*** Opening of Data to use ***
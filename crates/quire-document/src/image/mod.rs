// SPDX-License-Identifier: PMPL-1.0-or-later
// Copyright (c) 2026 Jonathan D.A. Jewell (hyperpolymath) <jonathan.jewell@open.ac.uk>
//
// Image module — rotation, ink measurement, and PDF payload encoding for
// rendered pages.

pub mod processor;

pub use processor::{EncodedImage, ImageFilter, ImageProcessor};
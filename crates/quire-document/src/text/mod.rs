// SPDX-License-Identifier: PMPL-1.0-or-later
// Copyright (c) 2026 Jonathan D.A. Jewell (hyperpolymath) <jonathan.jewell@open.ac.uk>
//
// Text location — page text acquisition, search, and highlight geometry.

pub mod geometry;
pub mod highlight;
pub mod index;
pub mod search;

pub use geometry::rotate_rect;
pub use highlight::{HighlightGroup, HighlightSet, HighlightSpace, native_highlights, ocr_highlights};
pub use index::{native_text_source, normalize_whitespace};
pub use search::{EmptyReason, SearchMatch, SearchOutcome, search};
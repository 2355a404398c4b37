// SPDX-License-Identifier: PMPL-1.0-or-later
// Copyright (c) 2026 Jonathan D.A. Jewell (hyperpolymath) <jonathan.jewell@open.ac.uk>
//
// Criterion benchmarks for the text-location and raster hot paths in the
// quire-document crate.

use criterion::{Criterion, black_box, criterion_group, criterion_main};
use image::{Rgba, RgbaImage};

use quire_core::types::{DocumentId, PageSize, Rotation, TextSource};
use quire_document::ImageProcessor;
use quire_document::raster::{PageTextContent, TextItem};
use quire_document::text::{native_highlights, search};
use quire_document::workspace::PageInstance;

// ---------------------------------------------------------------------------
// Fixtures
// ---------------------------------------------------------------------------

const LINE: &str = "Invoice 2041 total due within thirty days of receipt";

/// 200 pages of 40 repeated lines each.
fn working_set() -> Vec<PageInstance> {
    let text = vec![LINE; 40].join(" ");
    (0..200)
        .map(|index| {
            PageInstance::new(
                DocumentId::default(),
                index,
                TextSource::Native { text: text.clone() },
            )
        })
        .collect()
}

/// One text item per line, laid out top to bottom on a Letter page.
fn page_items() -> PageTextContent {
    let items = (0..40)
        .map(|line| TextItem {
            text: LINE.to_string(),
            transform: [1.0, 0.0, 0.0, 1.0, 72.0, 740.0 - line as f32 * 16.0],
            width: 380.0,
            height: 11.0,
            font_name: None,
        })
        .collect();
    PageTextContent {
        items,
        viewport: Some(PageSize::LETTER),
    }
}

// ---------------------------------------------------------------------------
// Benchmarks
// ---------------------------------------------------------------------------

fn bench_search(c: &mut Criterion) {
    let pages = working_set();
    c.bench_function("search (200 pages, 2 words)", |b| {
        b.iter(|| black_box(search(black_box(&pages), "total due", 40)));
    });
}

fn bench_native_highlights(c: &mut Criterion) {
    let content = page_items();
    c.bench_function("native_highlights (40 items, rotated 90)", |b| {
        b.iter(|| {
            black_box(native_highlights(
                black_box(&content),
                PageSize::LETTER,
                Rotation::Deg90,
                "thirty days",
                None,
            ))
        });
    });
}

/// The validation probe: ink coverage of a 40 px wide render.
fn bench_ink_coverage(c: &mut Criterion) {
    let mut image = RgbaImage::from_pixel(40, 52, Rgba([255, 255, 255, 255]));
    for x in 10..30 {
        image.put_pixel(x, 26, Rgba([0, 0, 0, 255]));
    }
    let processor = ImageProcessor::from_rgba(image);
    c.bench_function("ink_coverage (40x52)", |b| {
        b.iter(|| black_box(processor.ink_coverage(250)));
    });
}

criterion_group!(benches, bench_search, bench_native_highlights, bench_ink_coverage);
criterion_main!(benches);
// SPDX-License-Identifier: PMPL-1.0-or-later
// Copyright (c) 2026 Jonathan D.A. Jewell (hyperpolymath) <jonathan.jewell@open.ac.uk>
//
// OCR engine backed by the `ocrs` crate, a pure-Rust OCR engine running
// neural network models through `rten`.
//
// # Feature Gate
//
// Only available with the `ocr` feature:
//
// ```toml
// quire-document = { path = "crates/quire-document", features = ["ocr"] }
// ```
//
// # Model Setup
//
// Two model files are required: `text-detection.rten` (locates words) and
// `text-recognition.rten` (decodes characters). Running `ocrs-cli` once
// downloads both to `$XDG_CACHE_HOME/ocrs` (typically `~/.cache/ocrs`).

use std::path::{Path, PathBuf};

use image::DynamicImage;
use ocrs::{ImageSource, OcrEngine as OcrsEngine, OcrEngineParams, TextItem};
use quire_core::error::{QuireError, Result};
use quire_core::types::{OcrWord, PixelSize};
use rten::Model;
use rten_imageproc::RectF;
use tracing::{debug, info, instrument};

use super::OcrResult;

const DETECTION_MODEL_FILENAME: &str = "text-detection.rten";
const RECOGNITION_MODEL_FILENAME: &str = "text-recognition.rten";

/// `$XDG_CACHE_HOME/ocrs`, else `~/.cache/ocrs`, else `./ocrs-models`.
fn default_model_dir() -> PathBuf {
    std::env::var_os("XDG_CACHE_HOME")
        .map(PathBuf::from)
        .or_else(|| std::env::var_os("HOME").map(|home| PathBuf::from(home).join(".cache")))
        .map(|cache| cache.join("ocrs"))
        .unwrap_or_else(|| PathBuf::from("ocrs-models"))
}

/// Locations of the detection and recognition models.
#[derive(Debug, Clone, PartialEq, Eq)]
pub struct OcrModels {
    pub detection: PathBuf,
    pub recognition: PathBuf,
}

impl Default for OcrModels {
    fn default() -> Self {
        Self::in_dir(default_model_dir())
    }
}

impl OcrModels {
    /// Both models under their well-known file names in `dir`.
    pub fn in_dir(dir: impl AsRef<Path>) -> Self {
        Self {
            detection: dir.as_ref().join(DETECTION_MODEL_FILENAME),
            recognition: dir.as_ref().join(RECOGNITION_MODEL_FILENAME),
        }
    }

    /// The first missing model, if any.
    pub fn missing(&self) -> Option<&Path> {
        [&self.detection, &self.recognition]
            .into_iter()
            .find(|path| !path.exists())
            .map(PathBuf::as_path)
    }

    pub fn validate(&self) -> Result<()> {
        match self.missing() {
            Some(path) => Err(QuireError::Ocr(format!(
                "model not found at {}; run `ocrs-cli` once to download models",
                path.display()
            ))),
            None => Ok(()),
        }
    }
}

/// Word-level OCR over rendered page images.
///
/// Model loading is the expensive step; keep one engine for many pages.
pub struct OcrEngine {
    engine: OcrsEngine,
}

impl OcrEngine {
    #[instrument(skip_all, fields(detection = %models.detection.display()))]
    pub fn new(models: &OcrModels) -> Result<Self> {
        models.validate()?;

        let load = |path: &Path| {
            Model::load_file(path).map_err(|err| {
                QuireError::Ocr(format!("failed to load model from {}: {}", path.display(), err))
            })
        };
        let detection_model = load(&models.detection)?;
        let recognition_model = load(&models.recognition)?;

        let engine = OcrsEngine::new(OcrEngineParams {
            detection_model: Some(detection_model),
            recognition_model: Some(recognition_model),
            ..Default::default()
        })
        .map_err(|err| QuireError::Ocr(format!("failed to initialise OCR engine: {}", err)))?;

        info!("OCR engine initialised");
        Ok(Self { engine })
    }

    pub fn from_model_dir(dir: impl AsRef<Path>) -> Result<Self> {
        Self::new(&OcrModels::in_dir(dir))
    }

    /// Recognise the words on `image`, with boxes in its pixel space.
    #[instrument(skip_all, fields(width = image.width(), height = image.height()))]
    pub fn recognize_words(&self, image: &DynamicImage) -> Result<OcrResult> {
        let rgb = image.to_rgb8();
        let (width, height) = rgb.dimensions();

        let source = ImageSource::from_bytes(rgb.as_raw(), (width, height)).map_err(|err| {
            QuireError::Ocr(format!(
                "failed to create image source ({}x{}): {}",
                width, height, err
            ))
        })?;
        let input = self
            .engine
            .prepare_input(source)
            .map_err(|err| QuireError::Ocr(format!("OCR preprocessing failed: {}", err)))?;

        let word_rects = self
            .engine
            .detect_words(&input)
            .map_err(|err| QuireError::Ocr(format!("word detection failed: {}", err)))?;
        let line_rects = self.engine.find_text_lines(&input, &word_rects);
        let lines = self
            .engine
            .recognize_text(&input, &line_rects)
            .map_err(|err| QuireError::Ocr(format!("line recognition failed: {}", err)))?;

        let mut words = Vec::new();
        for line in lines.iter().flatten() {
            for word in line.words() {
                let text = word.to_string();
                if text.trim().is_empty() {
                    continue;
                }
                let bounds: RectF = word.rotated_rect().bounding_rect();
                words.push(OcrWord {
                    x: bounds.left(),
                    y: bounds.top(),
                    width: bounds.width(),
                    height: bounds.height(),
                    text: text.trim().to_string(),
                });
            }
        }

        debug!(lines = line_rects.len(), words = words.len(), "OCR complete");
        Ok(OcrResult {
            words,
            image_size: PixelSize { width, height },
        })
    }
}

/// Whether both model files exist in the default cache location.
pub fn models_available() -> bool {
    OcrModels::default().missing().is_none()
}

#[cfg(test)]
mod tests {
    use super::*;

    #[test]
    fn models_use_well_known_names() {
        let models = OcrModels::in_dir("/opt/quire/models");
        assert!(models.detection.ends_with("text-detection.rten"));
        assert!(models.recognition.ends_with("text-recognition.rten"));
        assert!(models.detection.starts_with("/opt/quire/models"));
    }

    #[test]
    fn missing_models_are_named() {
        let models = OcrModels::in_dir("/nonexistent/ocr-models");
        assert_eq!(models.missing(), Some(models.detection.as_path()));
        let err = models.validate().expect_err("models are missing");
        assert!(matches!(err, QuireError::Ocr(ref message) if message.contains("text-detection")));
    }
}
// SPDX-License-Identifier: PMPL-1.0-or-later
// Copyright (c) 2026 Jonathan D.A. Jewell (hyperpolymath) <jonathan.jewell@open.ac.uk>
//
// Per-page text acquisition and normalisation.

use quire_core::types::TextSource;

/// Collapse every whitespace run to one space and trim the ends.
pub fn normalize_whitespace(text: &str) -> String {
    text.split_whitespace().collect::<Vec<_>>().join(" ")
}

/// Classify natively extracted text: searchable if anything but whitespace
/// remains.
pub fn native_text_source(extracted: &str) -> TextSource {
    let text = normalize_whitespace(extracted);
    if text.is_empty() {
        TextSource::None
    } else {
        TextSource::Native { text }
    }
}

/// Lowercase letters and digits only; used to compare OCR words.
pub fn normalize_token(token: &str) -> String {
    token
        .chars()
        .filter(|c| c.is_alphanumeric())
        .flat_map(char::to_lowercase)
        .collect()
}
use async_trait::async_trait;

use crate::types::{ReportRequest, RowBatch};

/// Executes the queries behind a report. Implementations own connections,
/// credentials and query text; errors come back as plain messages.
#[async_trait]
pub trait QuerySourcePort: Send + Sync {
    /// Fetch the parent rows (and child rows, for pivoted reports) for one
    /// page of a report in a single call.
    async fn fetch(&self, request: &ReportRequest) -> Result<RowBatch, String>;

    /// Total number of parent rows the report has.
    async fn count(&self, report: &str) -> Result<u64, String>;
}
use std::fs;
use tracing_subscriber::{fmt, prelude::*, EnvFilter};

/// Initializes the logging system with both console and file output.
///
/// The console layer writes to stderr because stdout carries report JSON.
pub fn init_logging() {
    // Ensure logs directory exists
    let _ = fs::create_dir_all("logs");

    // Create a non-blocking file appender for daily log rotation
    let file_appender = tracing_appender::rolling::daily("logs", "ops_reports.log");
    let (non_blocking_writer, guard) = tracing_appender::non_blocking(file_appender);

    // Create a JSON layer for file logging
    let file_layer = fmt::layer().json().with_writer(non_blocking_writer);

    // Create a formatted layer for console logging
    let console_layer = fmt::layer()
        .with_target(true)
        .with_writer(std::io::stderr);

    // Respect RUST_LOG if set; otherwise default to info for our crate
    let env_filter = EnvFilter::try_from_default_env()
        .unwrap_or_else(|_| EnvFilter::new("ops_reports=info,warn"));

    // Set the global default subscriber
    tracing_subscriber::registry()
        .with(env_filter)
        .with(file_layer)
        .with(console_layer)
        .init();

    // Keep the guard alive so buffered logs are flushed on exit
    std::mem::forget(guard);
}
*** Close of Data to use ***
Look above for the line holding "pub fn models_available()" and the line holding "async fn fetch(&self, request: &ReportRequest)". Retype both, and every line between them, word for word and nothing else.

Solution for this exercise:
pub fn models_available() -> bool {
    OcrModels::default().missing().is_none()
}

#[cfg(test)]
mod tests {
    use super::*;

    #[test]
    fn models_use_well_known_names() {
        let models = OcrModels::in_dir("/opt/quire/models");
        assert!(models.detection.ends_with("text-detection.rten"));
        assert!(models.recognition.ends_with("text-recognition.rten"));
        assert!(models.detection.starts_with("/opt/quire/models"));
    }

    #[test]
    fn missing_models_are_named() {
        let models = OcrModels::in_dir("/nonexistent/ocr-models");
        assert_eq!(models.missing(), Some(models.detection.as_path()));
        let err = models.validate().expect_err("models are missing");
        assert!(matches!(err, QuireError::Ocr(ref message) if message.contains("text-detection")));
    }
}
// SPDX-License-Identifier: PMPL-1.0-or-later
// Copyright (c) 2026 Jonathan D.A. Jewell (hyperpolymath) <jonathan.jewell@open.ac.uk>
//
// Per-page text acquisition and normalisation.

use quire_core::types::TextSource;

/// Collapse every whitespace run to one space and trim the ends.
pub fn normalize_whitespace(text: &str) -> String {
    text.split_whitespace().collect::<Vec<_>>().join(" ")
}

/// Classify natively extracted text: searchable if anything but whitespace
/// remains.
pub fn native_text_source(extracted: &str) -> TextSource {
    let text = normalize_whitespace(extracted);
    if text.is_empty() {
        TextSource::None
    } else {
        TextSource::Native { text }
    }
}

/// Lowercase letters and digits only; used to compare OCR words.
pub fn normalize_token(token: &str) -> String {
    token
        .chars()
        .filter(|c| c.is_alphanumeric())
        .flat_map(char::to_lowercase)
        .collect()
}
use async_trait::async_trait;

use crate::types::{ReportRequest, RowBatch};

/// Executes the queries behind a report. Implementations own connections,
/// credentials and query text; errors come back as plain messages.
#[async_trait]
pub trait QuerySourcePort: Send + Sync {
    /// Fetch the parent rows (and child rows, for pivoted reports) for one
    /// page of a report in a single call.
    async fn fetch(&self, request: &ReportRequest) -> Result<RowBatch, String>;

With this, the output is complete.